EXERCISE BRIEF: Go to the line in the entries below that holds "filename crates/billing/src/tiers.rs" and repeat exactly from there through the line that holds "longer knows about", inclusive.

THE RECORDS:

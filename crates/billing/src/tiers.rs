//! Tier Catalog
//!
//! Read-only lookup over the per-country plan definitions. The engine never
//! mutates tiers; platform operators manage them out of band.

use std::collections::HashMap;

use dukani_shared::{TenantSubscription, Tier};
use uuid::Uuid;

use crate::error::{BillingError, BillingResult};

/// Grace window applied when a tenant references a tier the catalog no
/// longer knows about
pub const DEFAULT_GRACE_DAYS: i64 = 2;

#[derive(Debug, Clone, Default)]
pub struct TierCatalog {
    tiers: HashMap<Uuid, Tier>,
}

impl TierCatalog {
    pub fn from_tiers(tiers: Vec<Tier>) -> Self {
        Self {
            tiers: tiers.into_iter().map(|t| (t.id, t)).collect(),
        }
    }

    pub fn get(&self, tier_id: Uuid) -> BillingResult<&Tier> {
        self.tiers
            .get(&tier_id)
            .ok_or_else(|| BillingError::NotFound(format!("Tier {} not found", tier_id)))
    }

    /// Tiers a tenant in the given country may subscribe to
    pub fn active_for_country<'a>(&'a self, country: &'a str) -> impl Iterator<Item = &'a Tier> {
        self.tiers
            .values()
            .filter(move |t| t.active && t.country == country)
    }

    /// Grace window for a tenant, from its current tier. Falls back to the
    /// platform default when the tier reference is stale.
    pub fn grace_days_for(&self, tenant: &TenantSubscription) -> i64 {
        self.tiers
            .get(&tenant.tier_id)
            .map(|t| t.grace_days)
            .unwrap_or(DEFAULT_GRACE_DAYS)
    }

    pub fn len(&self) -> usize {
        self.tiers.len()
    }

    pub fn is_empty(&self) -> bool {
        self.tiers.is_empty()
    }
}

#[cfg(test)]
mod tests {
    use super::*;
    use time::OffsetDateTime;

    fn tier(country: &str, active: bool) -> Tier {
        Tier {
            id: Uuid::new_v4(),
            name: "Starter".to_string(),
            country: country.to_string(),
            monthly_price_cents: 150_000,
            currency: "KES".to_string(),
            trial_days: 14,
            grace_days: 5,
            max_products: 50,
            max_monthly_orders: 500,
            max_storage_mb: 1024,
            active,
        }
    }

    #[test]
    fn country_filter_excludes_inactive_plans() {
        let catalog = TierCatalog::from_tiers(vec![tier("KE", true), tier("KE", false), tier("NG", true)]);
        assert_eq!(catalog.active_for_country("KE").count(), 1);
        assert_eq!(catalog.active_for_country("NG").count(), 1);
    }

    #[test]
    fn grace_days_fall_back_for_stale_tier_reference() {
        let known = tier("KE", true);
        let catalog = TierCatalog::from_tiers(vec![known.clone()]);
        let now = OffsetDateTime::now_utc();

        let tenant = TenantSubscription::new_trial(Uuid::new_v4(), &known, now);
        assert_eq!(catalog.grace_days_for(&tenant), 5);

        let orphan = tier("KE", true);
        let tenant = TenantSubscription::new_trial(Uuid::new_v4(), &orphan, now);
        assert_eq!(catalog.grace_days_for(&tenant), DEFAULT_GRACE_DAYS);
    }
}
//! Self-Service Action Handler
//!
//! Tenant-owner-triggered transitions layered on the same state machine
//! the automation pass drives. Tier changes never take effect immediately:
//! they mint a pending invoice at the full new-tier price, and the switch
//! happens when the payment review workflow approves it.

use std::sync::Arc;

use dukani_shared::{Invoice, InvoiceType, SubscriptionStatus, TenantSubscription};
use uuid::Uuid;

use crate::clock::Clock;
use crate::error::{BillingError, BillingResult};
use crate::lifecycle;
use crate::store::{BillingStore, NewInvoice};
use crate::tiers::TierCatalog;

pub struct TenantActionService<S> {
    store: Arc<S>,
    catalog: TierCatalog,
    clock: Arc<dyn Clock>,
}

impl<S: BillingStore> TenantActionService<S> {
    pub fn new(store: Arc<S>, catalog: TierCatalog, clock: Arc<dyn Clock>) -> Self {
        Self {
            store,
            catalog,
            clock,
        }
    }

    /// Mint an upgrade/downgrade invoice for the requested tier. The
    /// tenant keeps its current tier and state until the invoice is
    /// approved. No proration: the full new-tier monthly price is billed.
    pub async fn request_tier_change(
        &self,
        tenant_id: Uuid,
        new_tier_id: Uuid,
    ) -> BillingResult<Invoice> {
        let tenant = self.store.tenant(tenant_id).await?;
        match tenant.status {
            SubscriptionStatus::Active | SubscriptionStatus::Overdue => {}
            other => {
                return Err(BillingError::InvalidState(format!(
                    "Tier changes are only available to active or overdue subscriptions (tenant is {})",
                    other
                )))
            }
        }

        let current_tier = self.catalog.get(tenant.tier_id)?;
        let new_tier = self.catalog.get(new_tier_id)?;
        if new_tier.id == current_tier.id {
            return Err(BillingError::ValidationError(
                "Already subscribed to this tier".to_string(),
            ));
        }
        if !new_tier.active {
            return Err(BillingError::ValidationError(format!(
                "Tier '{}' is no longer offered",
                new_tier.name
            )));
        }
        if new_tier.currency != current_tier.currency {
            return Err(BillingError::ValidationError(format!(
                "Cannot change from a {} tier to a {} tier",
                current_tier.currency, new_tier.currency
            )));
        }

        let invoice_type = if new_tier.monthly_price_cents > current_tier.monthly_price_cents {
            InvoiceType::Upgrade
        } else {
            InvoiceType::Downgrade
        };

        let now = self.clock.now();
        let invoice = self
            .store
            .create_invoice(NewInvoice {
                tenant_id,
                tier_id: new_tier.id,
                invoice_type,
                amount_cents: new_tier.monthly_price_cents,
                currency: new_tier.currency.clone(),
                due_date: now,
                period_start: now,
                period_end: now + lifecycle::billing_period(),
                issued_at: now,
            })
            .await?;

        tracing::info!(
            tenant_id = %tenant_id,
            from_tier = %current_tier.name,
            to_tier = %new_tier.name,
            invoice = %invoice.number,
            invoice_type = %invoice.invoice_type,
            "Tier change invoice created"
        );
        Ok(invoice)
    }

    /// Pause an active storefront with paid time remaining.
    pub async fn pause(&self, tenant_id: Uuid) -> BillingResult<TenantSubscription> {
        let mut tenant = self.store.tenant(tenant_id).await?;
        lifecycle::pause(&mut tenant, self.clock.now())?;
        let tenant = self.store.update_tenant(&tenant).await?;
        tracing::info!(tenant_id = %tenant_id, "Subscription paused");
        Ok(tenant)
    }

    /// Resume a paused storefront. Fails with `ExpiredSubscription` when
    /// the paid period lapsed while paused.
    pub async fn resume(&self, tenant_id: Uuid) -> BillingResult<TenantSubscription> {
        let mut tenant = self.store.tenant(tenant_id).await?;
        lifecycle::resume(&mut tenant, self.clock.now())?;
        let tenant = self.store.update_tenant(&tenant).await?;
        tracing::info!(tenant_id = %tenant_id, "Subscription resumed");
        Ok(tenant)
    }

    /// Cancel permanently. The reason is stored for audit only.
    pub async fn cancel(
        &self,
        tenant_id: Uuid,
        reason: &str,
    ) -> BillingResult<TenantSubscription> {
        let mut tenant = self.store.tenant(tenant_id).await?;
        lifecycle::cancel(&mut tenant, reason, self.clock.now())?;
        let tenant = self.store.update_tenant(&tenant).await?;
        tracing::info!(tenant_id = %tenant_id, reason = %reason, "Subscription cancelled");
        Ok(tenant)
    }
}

--

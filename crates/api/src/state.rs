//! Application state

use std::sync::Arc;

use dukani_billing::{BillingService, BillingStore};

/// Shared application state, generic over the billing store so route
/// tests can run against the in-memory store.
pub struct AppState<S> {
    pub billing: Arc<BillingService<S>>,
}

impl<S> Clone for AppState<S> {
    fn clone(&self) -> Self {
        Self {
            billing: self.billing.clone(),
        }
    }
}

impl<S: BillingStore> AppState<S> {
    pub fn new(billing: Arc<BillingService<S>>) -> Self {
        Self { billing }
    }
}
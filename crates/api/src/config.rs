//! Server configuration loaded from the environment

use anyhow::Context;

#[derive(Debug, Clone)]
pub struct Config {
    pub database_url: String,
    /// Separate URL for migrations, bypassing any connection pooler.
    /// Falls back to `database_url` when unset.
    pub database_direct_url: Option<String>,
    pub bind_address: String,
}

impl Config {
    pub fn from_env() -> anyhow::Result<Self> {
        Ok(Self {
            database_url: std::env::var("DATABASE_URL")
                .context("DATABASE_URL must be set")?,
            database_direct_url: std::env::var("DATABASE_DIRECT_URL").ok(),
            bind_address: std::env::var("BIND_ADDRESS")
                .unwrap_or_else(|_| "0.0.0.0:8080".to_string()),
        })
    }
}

YOUR SOLUTION:
filename crates/billing/src/tiers.rs
//! Tier Catalog
//!
//! Read-only lookup over the per-country plan definitions. The engine never
//! mutates tiers; platform operators manage them out of band.

use std::collections::HashMap;

use dukani_shared::{TenantSubscription, Tier};
use uuid::Uuid;

use crate::error::{BillingError, BillingResult};

/// Grace window applied when a tenant references a tier the catalog no
/// longer knows about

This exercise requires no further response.